Le Dantec indaga la questione della religione in chiave evoluzionista. «L’uomo è un animale sociale; quel che si chiama virtù in un animale sociale sono i caratteri che lo rendono atto a vivere in società. Le idee di bene, di male, di giustizia, di dovere, di responsabilità, ecc. sono idee sociali». Le religioni hanno svolto la funzione di imporre la “virtù” come comportamento socializzante. Ma i principi morali si sono a un certo punto svincolati dalle idee religiose, diventando caratteri acquisiti autonomamente trasmissibili. Provo a suggerire una riformulazione “aggiornata” del ragionamento di Le Dantec attraverso un’analogia. In homo sapiens, come sappiamo, l’andatura eretta ha avuto un significato adattativo primario legato principalmente al cambiamento climatico che ha sostituito la savana alla foresta – minore esposizione corporea al calore, più efficiente uso della vista per individuare prede e predatori, ecc. Questo adattamento primario ha molti effetti secondari, tra i quali il rilevante “sottoprodotto”, inizialmente privo di funzionalità adattative dirette, della liberazione della mano dalla funzione di deambulazione, rendendola disponibile a una exaptation – come dicono gli evoluzionisti contemporanei – foriera di inedite possibilità. Analogamente, le religioni hanno inizialmente favorito la coesione di gruppi umani prescrivendo – comminando premi e castighi – comportamenti socializzanti. Questi ultimi sono diventati poi largamente autonomi, principi morali indipendenti dalle originarie credenze, in quanto tali capaci di dare vita – con una sorta di exaptation – a un’etica inedita, quella che persegue il bene per il bene o, kantianamente, segue imperativi categorici e non ipotetici.
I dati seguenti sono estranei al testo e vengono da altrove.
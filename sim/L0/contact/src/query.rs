//! Geometric query results and the query interface.
//!
//! Two kinds of results feed the discrete contact pairs:
//!
//! - [`PenetrationAsPointPair`]: one pair of witness points per penetrating
//!   pair of geometries (point contact).
//! - [`ContactSurface`]: a meshed contact patch with per-face area, normal,
//!   centroid and pressure data (area contact).

use nalgebra::Vector3;
use sim_multibody::{MultibodyModel, PositionKinematics};
use sim_types::{BodyIndex, GeometryId, Result, SimError};

use crate::properties::ProximityProperties;

/// Penetration between geometries A and B, reported as two witness points.
#[derive(Debug, Clone, PartialEq)]
pub struct PenetrationAsPointPair {
    /// First geometry.
    pub id_a: GeometryId,
    /// Second geometry.
    pub id_b: GeometryId,
    /// Point on A that lies deepest inside B, world frame.
    pub p_wca: Vector3<f64>,
    /// Point on B that lies deepest inside A, world frame.
    pub p_wcb: Vector3<f64>,
    /// Unit normal pointing from B into A, world frame.
    pub nhat_ba_w: Vector3<f64>,
    /// Penetration depth, positive when penetrating.
    pub depth: f64,
}

/// Representation of a contact surface mesh.
#[derive(Debug, Clone, Copy, PartialEq, Eq)]
pub enum SurfaceMeshKind {
    /// Triangle mesh with a piecewise-linear pressure field stored at vertices.
    Triangle,
    /// Polygon mesh with a per-face linear pressure field.
    Polygon,
}

/// Pressure field on one face of a contact surface.
#[derive(Debug, Clone, Copy, PartialEq)]
pub enum FacePressure {
    /// Pressure at the three vertices of a triangle.
    Vertices([f64; 3]),
    /// Linear field `p(x) = value + gradient·(x − origin)`.
    Linear {
        /// Pressure at `origin`.
        value: f64,
        /// Point where `value` is sampled, world frame.
        origin: Vector3<f64>,
        /// Pressure gradient along the surface, world frame.
        gradient: Vector3<f64>,
    },
}

impl FacePressure {
    /// Pressure at the face centroid `p_wq`.
    ///
    /// Triangle faces use the fixed centroid barycentric coordinates
    /// `(1/3, 1/3, 1/3)`; polygon faces evaluate the linear field at `p_wq`.
    pub fn at_centroid(&self, kind: SurfaceMeshKind, p_wq: &Vector3<f64>) -> Result<f64> {
        match (kind, self) {
            (SurfaceMeshKind::Triangle, Self::Vertices(p)) => Ok((p[0] + p[1] + p[2]) / 3.0),
            (
                SurfaceMeshKind::Polygon,
                Self::Linear {
                    value,
                    origin,
                    gradient,
                },
            ) => Ok(value + gradient.dot(&(p_wq - origin))),
            _ => Err(SimError::structural(format!(
                "face pressure representation does not match a {kind:?} surface mesh"
            ))),
        }
    }
}

/// One face of a contact surface.
#[derive(Debug, Clone, PartialEq)]
pub struct SurfaceFace {
    /// Face area (m²).
    pub area: f64,
    /// Unit face normal, pointing out of N and into M, world frame.
    pub normal_w: Vector3<f64>,
    /// Face centroid, world frame.
    pub centroid_w: Vector3<f64>,
    /// Pressure field on the face.
    pub pressure: FacePressure,
    /// Gradient of M's pressure field, `None` if M is rigid.
    pub grad_e_m_w: Option<Vector3<f64>>,
    /// Gradient of N's pressure field, `None` if N is rigid.
    pub grad_e_n_w: Option<Vector3<f64>>,
}

/// Contact patch between geometries M and N.
#[derive(Debug, Clone, PartialEq)]
pub struct ContactSurface {
    /// First geometry.
    pub id_m: GeometryId,
    /// Second geometry.
    pub id_n: GeometryId,
    /// Mesh representation.
    pub mesh_kind: SurfaceMeshKind,
    /// Faces of the patch.
    pub faces: Vec<SurfaceFace>,
}

impl ContactSurface {
    /// Whether the mesh is a triangle mesh.
    #[must_use]
    pub fn is_triangle(&self) -> bool {
        self.mesh_kind == SurfaceMeshKind::Triangle
    }
}

/// Source of geometric contact data and per-geometry metadata.
pub trait GeometryQuery: std::fmt::Debug {
    /// Body a geometry is attached to.
    fn body_of(&self, id: GeometryId) -> Option<BodyIndex>;

    /// Geometry name, used in diagnostics.
    fn name_of(&self, id: GeometryId) -> Option<&str>;

    /// Contact material of a geometry.
    fn proximity_properties(&self, id: GeometryId) -> Option<&ProximityProperties>;

    /// All penetrating pairs at the given configuration.
    fn compute_point_pair_penetrations(
        &self,
        model: &MultibodyModel,
        kinematics: &PositionKinematics,
    ) -> Result<Vec<PenetrationAsPointPair>>;

    /// All contact surfaces at the given configuration.
    fn compute_contact_surfaces(
        &self,
        _model: &MultibodyModel,
        _kinematics: &PositionKinematics,
    ) -> Result<Vec<ContactSurface>> {
        Ok(Vec::new())
    }
}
La terza e ultima parte del testo è dedicata allo scontro tra il dualismo – vecchio quanto il mondo «per ragioni che dipendono dalla pigrizia intellettuale» – e il monismo che, nella sua versione scientifica, è recente e non va confuso con il «materialismo degli antichi». La difesa del monismo è svolta accuratamente, considerando numerose obiezioni provenienti dalla parte avversa ma anche – in un paragrafo molto interessante – le difficoltà di un linguaggio ancora imbrigliato in espressioni finalistiche, metafisiche, “sentimentali” (vedremo meglio che cosa Le Dantec designa con questo termine). Il linguaggio scientifico acquista progressivamente precisione, ma il linguaggio corrente rimane schiavo delle ambiguità, preso in trappola da influenze ancestrali dualistiche. Il dualismo rappresenta in certo senso un atavismo, il retaggio di un pensiero antecedente e primitivo che viene trasmesso «con il linguaggio che apprendiamo da bambini, e che contiene, fin nella sua stessa sintassi, il deposito intangibile degli errori ancestrali».

Il dualismo è in ultima analisi, per Le Dantec, una contraddizione o meglio un conflitto tra logica pura e logica di sentimento, ma il Le Dantec che combatte la “logica di sentimento” e che espone e difende le ragioni del monismo, è tutt’altro che algido. Abbandona la sua «indifferenza da fachiro» per rivelarsi simpatetico, simpatico, acuto, brillante, appassionato, ironico e autoironico. E tuttavia sempre e comunque inesorabilmente disincantato. Ha senso questa discussione filosofica? È utile? No, non illudiamoci: «la sua inutilità è evidente», ma «è molto piacevole; bisogna pur far funzionare il nostro meccanismo, e c’è della metafisica nel nostro meccanismo, come vi sono le zampe per un cavallo; noi ci divertiamo con essa, come un giovane puledro si diverte con le sue zampe scorrazzando in un campo». Dietro al Le Dantec disincantato e pessimista della seconda parte del libro scopiamo dunque un Le Dantec allegro come un puledro, polemico solo perché «sarebbe noioso fare filosofia senza contraddittorio, non si può giocare da soli agli scacchi!».